Microsoft has surpassed Alphabet, the parent company of Google, in the market capitalisation for the first time in three years, becoming the third most valuable firm after Apple and Amazon globally.
According to a report in Investor’s Business Daily late Tuesday, Microsoft had a market cap of $753 billion at the close of trading, almost $14 billion ahead of Alphabet.
Apple leads with a market cap of nearly $924 billion and Amazon is at distant second, with nearly $783 billion. The credit for Microsoft’s rise goes to its CEO Satya Nadella who has been strategically restructuring the company towards Cloud and Office offerings. Driven by consistent growth in its Office and Cloud solutions, Microsoft posted a revenue of $26.8 billion and net income of $7.4 billion in its third quarter that ended on March 31.
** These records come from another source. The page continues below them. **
//! Chat thread polling
//!
//! Paginated, filterable fetching of chat threads over REST, with an
//! optional background refresh loop for elevated roles. The view state
//! follows a last-write-wins policy: concurrent fetches are not
//! sequenced, and whichever response lands last is the one displayed.

pub mod coordinator;
pub mod divisions;
pub mod filters;

pub use coordinator::{ChatPoller, PollerOptions, ThreadView};
pub use divisions::DivisionDirectory;
pub use filters::{FilterPatch, ThreadFilters};
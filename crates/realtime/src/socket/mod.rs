//! Real-time chat socket
//!
//! One WebSocket connection per authenticated session:
//! - **Frames**: the tagged JSON message union exchanged with the backend
//! - **State**: explicit connection state machine and reconnect policy
//! - **Transport**: the connection owner exposing a minimal send/receive
//!   surface with fixed-attempt linear-backoff reconnection

pub mod frames;
pub mod state;
pub mod transport;

pub use frames::SocketFrame;
pub use state::{ConnectionState, ReconnectPolicy};
pub use transport::{SocketOptions, SocketTransport};
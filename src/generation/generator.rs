//! End-to-end generation attempt with fallback containment.

use std::sync::Arc;
use std::time::Duration;

use tracing::{debug, error, info, warn};

use crate::config::InferenceConfig;
use crate::credentials::Credentials;
use crate::providers::openai::OpenAiCompatProvider;
use crate::providers::{ChatProvider, ChatRequest, SamplingConfig};

use super::fallback::fallback_sections;
use super::normalize::normalize;
use super::prompt::build_prompt;
use super::{FallbackReason, GenerationOutcome, Section};

/// Characters of raw model output included in debug logs.
const PREVIEW_CHARS: usize = 200;

/// Turns ideas into sections, degrading to the fallback page on any failure.
///
/// Holds no per-request state; one instance can serve concurrent calls.
#[derive(Clone)]
pub struct SiteGenerator {
    provider: Option<Arc<dyn ChatProvider>>,
    sampling: SamplingConfig,
}

impl std::fmt::Debug for SiteGenerator {
    fn fmt(&self, f: &mut std::fmt::Formatter<'_>) -> std::fmt::Result {
        f.debug_struct("SiteGenerator")
            .field("model", &self.provider.as_ref().map(|p| p.model_id()))
            .field("sampling", &self.sampling)
            .finish()
    }
}

impl SiteGenerator {
    /// Create a generator. `None` means no credential: every call falls back.
    pub fn new(provider: Option<Arc<dyn ChatProvider>>) -> Self {
        Self {
            provider,
            sampling: SamplingConfig::default(),
        }
    }

    /// Override the sampling parameters.
    #[must_use]
    pub fn with_sampling(mut self, sampling: SamplingConfig) -> Self {
        self.sampling = sampling;
        self
    }

    /// Build a generator from the `[inference]` config and loaded credentials.
    ///
    /// A missing credential is a supported mode and yields a provider-less
    /// generator.
    ///
    /// # Errors
    ///
    /// Returns an error if the HTTP client cannot be constructed.
    pub fn from_config(config: &InferenceConfig, credentials: &Credentials) -> anyhow::Result<Self> {
        let sampling = config.sampling();
        let Some(token) = credentials.resolve(&config.credential_key) else {
            info!(key = %config.credential_key, "no inference credential, fallback-only mode");
            return Ok(Self::new(None).with_sampling(sampling));
        };

        let mut provider =
            OpenAiCompatProvider::with_base_url(config.model.clone(), token, config.endpoint.clone());
        if let Some(secs) = config.request_timeout_secs {
            provider = provider.with_timeout(Duration::from_secs(secs))?;
        }
        debug!(model = %config.model, endpoint = %config.endpoint, "inference provider configured");

        Ok(Self::new(Some(Arc::new(provider))).with_sampling(sampling))
    }

    /// Whether a provider is configured.
    pub fn has_provider(&self) -> bool {
        self.provider.is_some()
    }

    /// Generate sections for an idea. Never fails.
    pub async fn generate(&self, idea: &str) -> GenerationOutcome {
        let Some(provider) = self.provider.clone() else {
            warn!("inference credential not found, using fallback page");
            return fallback(idea, FallbackReason::MissingCredential);
        };

        let prompt = build_prompt(idea);
        let request = ChatRequest {
            system: prompt.system,
            user: prompt.user,
            sampling: self.sampling,
            model: provider.model_id().to_owned(),
        };

        // Own task so a panic in the provider or normalizer is observed as a
        // join error instead of unwinding into the caller.
        match tokio::spawn(attempt(provider, request)).await {
            Ok(Ok(sections)) => {
                info!(count = sections.len(), "generated sections with model");
                GenerationOutcome::AiGenerated(sections)
            }
            Ok(Err(reason)) => fallback(idea, reason),
            Err(join_error) => {
                error!(
                    panicked = join_error.is_panic(),
                    "generation attempt aborted, using fallback page"
                );
                fallback(idea, FallbackReason::Panicked)
            }
        }
    }
}

async fn attempt(
    provider: Arc<dyn ChatProvider>,
    request: ChatRequest,
) -> Result<Vec<Section>, FallbackReason> {
    let response = provider.complete(request).await.map_err(|e| {
        error!(error = %e, "inference request failed, using fallback page");
        FallbackReason::Provider(e.to_string())
    })?;

    let Some(text) = response.text.filter(|t| !t.trim().is_empty()) else {
        warn!("no content received from model, using fallback page");
        return Err(FallbackReason::EmptyResponse);
    };

    debug!(
        model = %response.model,
        output_tokens = response.usage.output_tokens,
        preview = %text.chars().take(PREVIEW_CHARS).collect::<String>(),
        "model response received"
    );

    normalize(&text).map_err(|e| {
        warn!(error = %e, raw = %text, "failed to parse model response, using fallback page");
        FallbackReason::Normalization(e)
    })
}

fn fallback(idea: &str, reason: FallbackReason) -> GenerationOutcome {
    GenerationOutcome::FallbackGenerated {
        sections: fallback_sections(idea),
        reason,
    }
}
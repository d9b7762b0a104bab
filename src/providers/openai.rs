//! OpenAI-compatible provider using the `/chat/completions` API.
//!
//! The default endpoint is GitHub Models inference, which speaks the same
//! wire format and authenticates with a GitHub token as a bearer credential.

use std::time::Duration;

use serde::{Deserialize, Serialize};
use serde_json::Value;

use super::{check_http_response, ChatProvider, ChatRequest, ChatResponse, ProviderError, UsageStats};

/// Default chat completions endpoint.
pub const DEFAULT_ENDPOINT: &str = "https://models.github.ai/inference/chat/completions";

/// Default model identifier.
pub const DEFAULT_MODEL: &str = "openai/gpt-4.1";

// ---------------------------------------------------------------------------
// Wire types (pub for integration testing)
// ---------------------------------------------------------------------------

/// Chat completions request body.
#[doc(hidden)]
#[derive(Debug, Serialize)]
pub struct OpenAiRequest {
    /// Model identifier.
    pub model: String,
    /// System and user messages.
    pub messages: Vec<OpenAiMessage>,
    /// Sampling temperature.
    pub temperature: f32,
    /// Nucleus sampling cutoff.
    pub top_p: f32,
    /// Maximum completion tokens.
    pub max_tokens: u32,
}

/// A message in chat format.
#[doc(hidden)]
#[derive(Debug, Serialize)]
pub struct OpenAiMessage {
    /// Role (`system` or `user`).
    pub role: String,
    /// Plain text content.
    pub content: String,
}

/// Chat completions response body.
#[doc(hidden)]
#[derive(Debug, Deserialize)]
pub struct OpenAiResponse {
    /// Response choices.
    #[serde(default)]
    pub choices: Vec<OpenAiChoice>,
    /// Model that served the response.
    pub model: Option<String>,
    /// Token usage.
    pub usage: Option<OpenAiUsage>,
    /// Error payload some gateways return with a 2xx status.
    pub error: Option<Value>,
}

/// A response choice.
#[doc(hidden)]
#[derive(Debug, Deserialize)]
pub struct OpenAiChoice {
    /// Assistant message for this choice.
    pub message: Option<OpenAiResponseMessage>,
    /// Why generation stopped.
    pub finish_reason: Option<String>,
}

/// Assistant message.
#[doc(hidden)]
#[derive(Debug, Deserialize)]
pub struct OpenAiResponseMessage {
    /// Optional text content.
    pub content: Option<String>,
}

/// Usage statistics.
#[doc(hidden)]
#[derive(Debug, Deserialize)]
pub struct OpenAiUsage {
    /// Prompt token count.
    pub prompt_tokens: Option<u32>,
    /// Completion token count.
    pub completion_tokens: Option<u32>,
}

// ---------------------------------------------------------------------------
// Provider
// ---------------------------------------------------------------------------

/// Provider for any OpenAI-compatible chat completions endpoint.
#[derive(Clone)]
pub struct OpenAiCompatProvider {
    model: String,
    token: String,
    endpoint: String,
    client: reqwest::Client,
}

impl std::fmt::Debug for OpenAiCompatProvider {
    fn fmt(&self, f: &mut std::fmt::Formatter<'_>) -> std::fmt::Result {
        f.debug_struct("OpenAiCompatProvider")
            .field("model", &self.model)
            .field("endpoint", &self.endpoint)
            .field("token", &"[REDACTED]")
            .finish_non_exhaustive()
    }
}

impl OpenAiCompatProvider {
    /// Create a provider against [`DEFAULT_ENDPOINT`].
    pub fn new(model: String, token: String) -> Self {
        Self::with_base_url(model, token, DEFAULT_ENDPOINT.to_owned())
    }

    /// Create a provider against a custom chat completions URL.
    pub fn with_base_url(model: String, token: String, endpoint: String) -> Self {
        Self {
            model,
            token,
            endpoint,
            client: reqwest::Client::new(),
        }
    }

    /// Apply a whole-request timeout to the underlying HTTP client.
    ///
    /// # Errors
    ///
    /// Returns an error if the HTTP client cannot be constructed.
    pub fn with_timeout(mut self, timeout: Duration) -> Result<Self, ProviderError> {
        self.client = reqwest::Client::builder().timeout(timeout).build()?;
        Ok(self)
    }

    /// The configured endpoint URL.
    pub fn endpoint(&self) -> &str {
        &self.endpoint
    }
}

// ---------------------------------------------------------------------------
// Request / Response builders (pub for integration testing)
// ---------------------------------------------------------------------------

/// Build the wire request from a chat request.
#[doc(hidden)]
pub fn build_request(request: &ChatRequest) -> OpenAiRequest {
    OpenAiRequest {
        model: request.model.clone(),
        messages: vec![
            OpenAiMessage {
                role: "system".to_owned(),
                content: request.system.clone(),
            },
            OpenAiMessage {
                role: "user".to_owned(),
                content: request.user.clone(),
            },
        ],
        temperature: request.sampling.temperature,
        top_p: request.sampling.top_p,
        max_tokens: request.sampling.max_tokens,
    }
}

/// Parse a chat completions response body.
///
/// # Errors
///
/// Returns `ProviderError::Parse` if the body is not a completions response
/// or has no first choice, and `ProviderError::Api` if it carries an error
/// payload.
#[doc(hidden)]
pub fn parse_response(body: &str) -> Result<ChatResponse, ProviderError> {
    let resp: OpenAiResponse =
        serde_json::from_str(body).map_err(|e| ProviderError::Parse(e.to_string()))?;

    if let Some(error) = resp.error {
        let message = error
            .get("message")
            .and_then(Value::as_str)
            .map(str::to_owned)
            .unwrap_or_else(|| error.to_string());
        return Err(ProviderError::Api(super::sanitize_error_body(&message)));
    }

    let choice = resp
        .choices
        .into_iter()
        .next()
        .ok_or_else(|| ProviderError::Parse("missing choices[0]".to_owned()))?;

    let usage = UsageStats {
        input_tokens: resp
            .usage
            .as_ref()
            .and_then(|u| u.prompt_tokens)
            .unwrap_or(0),
        output_tokens: resp
            .usage
            .as_ref()
            .and_then(|u| u.completion_tokens)
            .unwrap_or(0),
    };

    Ok(ChatResponse {
        text: choice.message.and_then(|m| m.content),
        finish_reason: choice.finish_reason,
        usage,
        model: resp.model.unwrap_or_default(),
    })
}

// ---------------------------------------------------------------------------
// Trait impl
// ---------------------------------------------------------------------------

#[async_trait::async_trait]
impl ChatProvider for OpenAiCompatProvider {
    async fn complete(&self, request: ChatRequest) -> Result<ChatResponse, ProviderError> {
        let api_request = build_request(&request);

        let response = self
            .client
            .post(&self.endpoint)
            .header("content-type", "application/json")
            .header("authorization", format!("Bearer {}", self.token))
            .json(&api_request)
            .send()
            .await?;

        let payload = check_http_response(response).await?;
        parse_response(&payload)
    }

    fn model_id(&self) -> &str {
        &self.model
    }
}
//! End-to-end runs of the `sitesmith` binary against a throwaway home
//! directory. No credential is provided, so generation takes the fallback
//! path and never touches the network.

use std::path::Path;

use assert_cmd::Command;

fn sitesmith(home: &Path) -> Command {
    let mut cmd = Command::cargo_bin("sitesmith").expect("binary should build");
    cmd.env("HOME", home)
        .env_remove("GITHUB_TOKEN")
        .env_remove("SITESMITH_CONFIG")
        .env_remove("RUST_LOG");
    cmd
}

fn stdout_json(output: &std::process::Output) -> serde_json::Value {
    serde_json::from_slice(&output.stdout).expect("stdout should be JSON")
}

#[test]
fn help_lists_subcommands() {
    let tmp = tempfile::tempdir().expect("should create temp dir");
    let output = sitesmith(tmp.path())
        .arg("--help")
        .output()
        .expect("should run");
    assert!(output.status.success());

    let help = String::from_utf8_lossy(&output.stdout);
    for sub in ["generate", "list", "show", "export", "delete"] {
        assert!(help.contains(sub), "missing {sub} in help:\n{help}");
    }
}

#[test]
fn generate_list_export_delete_round_trip() {
    let tmp = tempfile::tempdir().expect("should create temp dir");

    let output = sitesmith(tmp.path())
        .args(["generate", "Modern bakery with sourdough bread", "--json"])
        .output()
        .expect("should run");
    assert!(output.status.success(), "{output:?}");
    let record = stdout_json(&output);
    assert_eq!(record["status"], "completed");
    assert_eq!(record["user_id"], "anonymous");
    assert_eq!(record["sections"][0]["name"], "AI Generated Page");
    let id = record["id"].as_str().expect("id should be a string").to_owned();
    assert!(tmp.path().join(".sitesmith").join("sitesmith.db").exists());

    let output = sitesmith(tmp.path())
        .args(["list", "--json"])
        .output()
        .expect("should run");
    assert!(output.status.success());
    let listed = stdout_json(&output);
    assert_eq!(listed.as_array().map(Vec::len), Some(1));
    assert_eq!(listed[0]["id"], id.as_str());

    let page = tmp.path().join("page.html");
    let page_arg = page.to_str().expect("temp path should be UTF-8");
    sitesmith(tmp.path())
        .args(["export", &id, "--out", page_arg])
        .assert()
        .success();
    let html = std::fs::read_to_string(&page).expect("export should write the page");
    assert!(html.contains("<title>Modern Bakery With Sourdough Bread</title>"));

    sitesmith(tmp.path()).args(["delete", &id]).assert().success();
    sitesmith(tmp.path()).args(["show", &id]).assert().failure();
}

#[test]
fn generate_rejects_short_idea() {
    let tmp = tempfile::tempdir().expect("should create temp dir");
    let output = sitesmith(tmp.path())
        .args(["generate", "tiny"])
        .output()
        .expect("should run");
    assert!(!output.status.success());
    assert!(String::from_utf8_lossy(&output.stderr).contains("at least 10 characters"));
}

#[test]
fn log_to_file_writes_json_log() {
    let tmp = tempfile::tempdir().expect("should create temp dir");
    sitesmith(tmp.path())
        .args(["--log-to-file", "generate", "Lakeside yoga retreat weekend"])
        .assert()
        .success();

    let logs = tmp.path().join(".sitesmith").join("logs");
    let entries: Vec<_> = std::fs::read_dir(&logs)
        .expect("logs directory should exist")
        .filter_map(Result::ok)
        .filter(|e| e.file_name().to_string_lossy().starts_with("sitesmith.log"))
        .collect();
    assert_eq!(entries.len(), 1);

    let body = std::fs::read_to_string(entries[0].path()).expect("log should be readable");
    assert!(body.contains("\"level\":\"WARN\""));
    assert!(body.contains("website idea created"));
}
“We are innovating across key growth categories of infrastructure, AI, productivity and business applications to deliver differentiated value to customers,” Nadella said. Office commercial products and Cloud services revenue increased 14 per cent – driven by Office 365 commercial revenue growth of 42 per cent. The Azure cloud offering had 93 per cent revenue growth. Revenue in Productivity and Business Processes was $9 billion and increased 17 per cent in the quarter.
Microsoft now has over 135 million active Office 365 business users, with 30.6 million Office 365 consumer users. Revenue in Intelligent Cloud was $7.9 billion and increased 17 per cent.